Quand des gens soutiennent ouvertement ces terroristes dans leur salle besogne et qu’on leur prive la parole, on nous accuse d’atteinte à la liberté d’expression et de parole. Au Burkina Faso la parole est libre tant qu’elle s’inscrit dans la dynamique de reconquête de notre territoire national. Elle est libre quand elle contribue à permettre aux populations de retrouver leurs localités, d’y être réinstallées et de travailler tranquillement pour leur bien-être. Nous sommes en guerre contre des ennemis et celui qui soutient nos ennemis est de facto un ennemi et doit être traité comme tel. Les populations burkinabè aussi droit à la vie, à l’éducation, à la santé, à la sécurité, à la paix et au bien-être. C’est comme cela que se passe partout où les intérêts du pays sont menacés. Les groupes armés terroristes et leurs soutiens n’ont pas plus de droits que les vaillantes populations du Burkina Faso. Au contraire, s’il y a des gens qui ne doivent pas jouir de tous les droits, ce sont les terroristes.

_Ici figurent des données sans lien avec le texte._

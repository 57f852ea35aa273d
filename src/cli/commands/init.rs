use crate::cli::parser::Cli;
use crate::config::Config;
use crate::db::initialize::init_db;
use crate::db::log;
use crate::errors::AppResult;
use crate::ui::messages::{info, success, warning};
use rusqlite::Connection;

/// Handle the `init` command
///
/// This initializes:
///  - the config directory and file (skipped with --test)
///  - the SQLite database
///  - all pending DB migrations
pub fn handle(cli: &Cli) -> AppResult<()> {
    let cfg = Config::init_all(cli.db.clone(), cli.test)?;
    let db_path = cfg.database.clone();

    println!("⚙️  Initializing rTripdesk…");
    if !cli.test {
        println!("📄 Config file : {}", Config::config_file().display());
    }
    println!("🗄️  Database   : {}", &db_path);

    let conn = Connection::open(&db_path)?;
    let stored = init_db(&conn)?;
    if stored > 0 {
        info(format!("Existing data kept ({} stored collections).", stored));
    }

    if let Err(e) = log::audit(
        &conn,
        "init",
        "database",
        &format!("Database initialized at {}", &db_path),
    ) {
        warning(format!("Failed to write internal log: {}", e));
    }

    success(format!("Database initialized at {}", &db_path));
    Ok(())
}
//! Name-based identity matching against the roster.

use crate::models::member::RosterMember;
use crate::models::resolution::NameResolutions;
use crate::models::trip_event::TripEvent;
use chrono::{DateTime, Utc};
use std::collections::{HashMap, HashSet};

/// Result of looking a display name up in the roster.
#[derive(Debug, Clone, PartialEq, Eq)]
pub enum IdentityMatch {
    /// Exactly one member, or a saved user choice.
    Resolved(String),
    /// Several members share the name; the caller must ask the user.
    Ambiguous(Vec<String>),
    /// Nobody on the roster has this name.
    Unresolved,
}

impl IdentityMatch {
    pub fn key(&self) -> Option<&str> {
        match self {
            IdentityMatch::Resolved(k) => Some(k),
            _ => None,
        }
    }
}

/// name → member keys multimap, plus the user's saved choices.
#[derive(Debug, Clone, Default)]
pub struct NameIndex {
    by_name: HashMap<String, Vec<String>>,
    keys: HashSet<String>,
    overrides: NameResolutions,
}

impl NameIndex {
    pub fn build(roster: &[RosterMember], overrides: &NameResolutions) -> Self {
        let mut by_name: HashMap<String, Vec<String>> = HashMap::new();
        let mut keys = HashSet::new();
        for m in roster {
            by_name
                .entry(m.name.trim().to_string())
                .or_default()
                .push(m.key.clone());
            keys.insert(m.key.clone());
        }
        Self {
            by_name,
            keys,
            overrides: overrides.clone(),
        }
    }

    pub fn candidates(&self, name: &str) -> &[String] {
        self.by_name
            .get(name.trim())
            .map(Vec::as_slice)
            .unwrap_or(&[])
    }

    /// Match a name. A saved choice is honored only while its key is on the roster.
    pub fn resolve(&self, name: &str) -> IdentityMatch {
        let name = name.trim();
        if let Some(key) = self.overrides.get(name)
            && self.keys.contains(key)
        {
            return IdentityMatch::Resolved(key.clone());
        }

        match self.candidates(name) {
            [] => IdentityMatch::Unresolved,
            [only] => IdentityMatch::Resolved(only.clone()),
            many => IdentityMatch::Ambiguous(many.to_vec()),
        }
    }
}

/// Record the user's choice for an ambiguous name.
pub fn choose_identity(resolutions: &NameResolutions, name: &str, key: &str) -> NameResolutions {
    let mut next = resolutions.clone();
    next.insert(name.trim().to_string(), key.to_string());
    next
}

/// Set `key` on every event for `name` that has no identity yet.
///
/// Returns the new collection and the number of events changed.
pub fn apply_identity(events: &[TripEvent], name: &str, key: &str) -> (Vec<TripEvent>, usize) {
    apply_identity_at(events, name, key, Utc::now())
}

pub fn apply_identity_at(
    events: &[TripEvent],
    name: &str,
    key: &str,
    now: DateTime<Utc>,
) -> (Vec<TripEvent>, usize) {
    let mut changed = 0;
    let out = events
        .iter()
        .map(|ev| {
            if ev.key.is_none() && ev.name == name.trim() {
                changed += 1;
                let mut ev = ev.clone();
                ev.key = Some(key.to_string());
                ev.updated_at = now;
                ev
            } else {
                ev.clone()
            }
        })
        .collect();
    (out, changed)
}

La communauté internationale ou encore les organisations de défense des droits humains n’ont pas encore compris que les peuples du Sahel ont fait le choix de se défendre eux-mêmes contre toutes les adversités, d’où qu’elles viennent. A ce titre, ils revendiquent tous leurs droits à la liberté, à la santé, à l’éducation et à la vie. Les droits n’étant pas à géométrie variable, ceux qui prétendent classifier les droits humains doivent se rendre à l’évidence qu’au Sahel et partout ailleurs où les peuples sont opprimés, ils se défendront par tous les moyens dont ils disposent. Si les organisations de défense des droits humains veulent que les Burkinabè respectent les droits des terroristes, alors qu’elles commencent par leur demander de respecter les droits des Burkinabè à vivre en paix chez eux.

Si on peut pas nous aider à combattre les groupes armés terroristes et rétablir nos droits, alors qu’on ne nous divertit pas. Le Burkina Faso et l’ensemble des pays du Sahel ont fait désormais fait le choix de la lutte pour l’indépendance, de la liberté, la souveraineté et la dignité.